Aim of the exercise => Look for "endpoint" in each line of the entries, and return the matching lines.

Stored items:
BEGIN

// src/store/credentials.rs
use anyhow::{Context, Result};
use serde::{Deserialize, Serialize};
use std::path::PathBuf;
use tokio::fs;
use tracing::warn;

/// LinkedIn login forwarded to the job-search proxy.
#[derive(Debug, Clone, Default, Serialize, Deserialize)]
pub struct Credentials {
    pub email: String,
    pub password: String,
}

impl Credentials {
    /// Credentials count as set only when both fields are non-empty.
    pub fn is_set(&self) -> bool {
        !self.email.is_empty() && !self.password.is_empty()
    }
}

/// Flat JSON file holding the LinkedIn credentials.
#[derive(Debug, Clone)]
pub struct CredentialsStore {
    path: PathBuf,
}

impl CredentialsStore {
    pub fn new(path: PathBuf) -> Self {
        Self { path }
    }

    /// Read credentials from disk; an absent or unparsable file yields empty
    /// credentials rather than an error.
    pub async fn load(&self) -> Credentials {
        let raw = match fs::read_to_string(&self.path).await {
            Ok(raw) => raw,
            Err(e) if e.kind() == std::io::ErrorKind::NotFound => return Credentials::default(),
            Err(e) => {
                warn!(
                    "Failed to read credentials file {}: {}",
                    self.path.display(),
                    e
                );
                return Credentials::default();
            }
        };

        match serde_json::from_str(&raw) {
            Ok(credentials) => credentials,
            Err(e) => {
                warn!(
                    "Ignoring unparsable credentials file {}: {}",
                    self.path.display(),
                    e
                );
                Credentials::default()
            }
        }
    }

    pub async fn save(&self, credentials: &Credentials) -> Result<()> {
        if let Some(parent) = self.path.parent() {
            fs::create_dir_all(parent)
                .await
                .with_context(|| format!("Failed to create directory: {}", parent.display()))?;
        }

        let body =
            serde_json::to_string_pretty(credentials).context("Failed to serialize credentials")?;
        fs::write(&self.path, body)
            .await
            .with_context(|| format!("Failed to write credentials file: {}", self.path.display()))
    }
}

END
BEGIN

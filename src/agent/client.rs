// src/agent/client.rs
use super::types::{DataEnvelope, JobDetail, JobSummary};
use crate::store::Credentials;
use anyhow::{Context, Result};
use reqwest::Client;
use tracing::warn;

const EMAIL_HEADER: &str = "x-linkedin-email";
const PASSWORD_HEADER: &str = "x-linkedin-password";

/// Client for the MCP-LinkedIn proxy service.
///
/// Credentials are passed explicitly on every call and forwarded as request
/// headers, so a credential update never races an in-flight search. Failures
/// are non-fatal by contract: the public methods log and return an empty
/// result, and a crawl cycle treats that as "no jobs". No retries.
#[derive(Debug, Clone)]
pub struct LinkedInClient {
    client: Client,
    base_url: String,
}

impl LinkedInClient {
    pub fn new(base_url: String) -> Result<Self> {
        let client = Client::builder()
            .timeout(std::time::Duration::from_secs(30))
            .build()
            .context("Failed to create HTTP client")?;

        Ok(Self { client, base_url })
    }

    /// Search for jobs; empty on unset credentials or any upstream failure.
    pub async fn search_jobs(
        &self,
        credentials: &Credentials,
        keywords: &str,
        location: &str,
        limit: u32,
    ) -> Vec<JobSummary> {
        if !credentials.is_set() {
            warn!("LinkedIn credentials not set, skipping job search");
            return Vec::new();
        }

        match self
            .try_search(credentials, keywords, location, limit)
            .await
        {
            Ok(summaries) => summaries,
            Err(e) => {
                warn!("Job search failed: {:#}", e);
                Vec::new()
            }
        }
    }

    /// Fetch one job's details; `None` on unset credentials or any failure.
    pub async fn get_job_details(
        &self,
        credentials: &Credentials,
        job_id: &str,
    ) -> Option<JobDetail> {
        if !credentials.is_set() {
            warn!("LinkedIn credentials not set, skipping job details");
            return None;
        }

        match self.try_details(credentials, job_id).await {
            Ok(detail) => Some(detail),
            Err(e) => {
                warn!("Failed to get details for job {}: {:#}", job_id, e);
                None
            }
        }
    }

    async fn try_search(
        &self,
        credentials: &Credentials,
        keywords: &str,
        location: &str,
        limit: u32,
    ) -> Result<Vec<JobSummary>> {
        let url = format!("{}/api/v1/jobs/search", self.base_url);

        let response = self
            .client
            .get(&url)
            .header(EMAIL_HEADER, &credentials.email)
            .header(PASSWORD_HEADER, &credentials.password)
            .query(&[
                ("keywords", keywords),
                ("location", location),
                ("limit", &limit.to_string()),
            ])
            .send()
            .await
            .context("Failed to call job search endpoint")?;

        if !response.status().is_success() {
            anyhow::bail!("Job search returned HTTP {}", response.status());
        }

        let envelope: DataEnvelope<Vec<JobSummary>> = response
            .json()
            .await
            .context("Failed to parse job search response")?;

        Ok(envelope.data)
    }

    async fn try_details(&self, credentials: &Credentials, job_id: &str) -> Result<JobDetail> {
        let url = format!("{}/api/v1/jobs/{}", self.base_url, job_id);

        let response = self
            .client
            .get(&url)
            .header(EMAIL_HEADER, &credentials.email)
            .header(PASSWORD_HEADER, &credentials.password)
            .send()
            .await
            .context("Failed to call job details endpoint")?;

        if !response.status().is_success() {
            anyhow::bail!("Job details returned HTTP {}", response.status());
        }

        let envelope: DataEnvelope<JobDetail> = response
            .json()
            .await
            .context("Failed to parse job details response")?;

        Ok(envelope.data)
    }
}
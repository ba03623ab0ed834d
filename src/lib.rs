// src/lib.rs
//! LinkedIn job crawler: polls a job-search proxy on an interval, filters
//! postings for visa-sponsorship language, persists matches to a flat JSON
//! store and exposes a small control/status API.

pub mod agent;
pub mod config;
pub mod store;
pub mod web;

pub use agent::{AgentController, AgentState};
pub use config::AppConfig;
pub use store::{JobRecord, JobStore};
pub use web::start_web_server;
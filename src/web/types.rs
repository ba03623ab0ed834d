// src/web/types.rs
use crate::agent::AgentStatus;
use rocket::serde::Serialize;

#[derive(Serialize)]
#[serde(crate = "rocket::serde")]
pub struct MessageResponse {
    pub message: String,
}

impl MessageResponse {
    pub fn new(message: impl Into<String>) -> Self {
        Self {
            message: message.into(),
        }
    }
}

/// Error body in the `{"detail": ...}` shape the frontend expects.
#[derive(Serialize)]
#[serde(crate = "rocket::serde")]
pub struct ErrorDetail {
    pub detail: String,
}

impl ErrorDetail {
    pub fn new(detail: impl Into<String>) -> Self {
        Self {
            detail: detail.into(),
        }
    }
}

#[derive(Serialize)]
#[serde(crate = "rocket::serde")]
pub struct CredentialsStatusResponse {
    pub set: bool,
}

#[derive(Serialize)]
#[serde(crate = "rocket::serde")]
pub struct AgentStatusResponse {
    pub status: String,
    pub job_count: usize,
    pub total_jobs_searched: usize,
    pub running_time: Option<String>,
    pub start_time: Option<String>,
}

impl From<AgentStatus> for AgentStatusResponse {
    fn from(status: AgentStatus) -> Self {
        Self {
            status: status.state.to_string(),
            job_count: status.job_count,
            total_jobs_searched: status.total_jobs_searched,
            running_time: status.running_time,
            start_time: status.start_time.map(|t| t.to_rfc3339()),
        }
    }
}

END

Worked solution =>
            .context("Failed to call job search endpoint")?;
            .context("Failed to call job details endpoint")?;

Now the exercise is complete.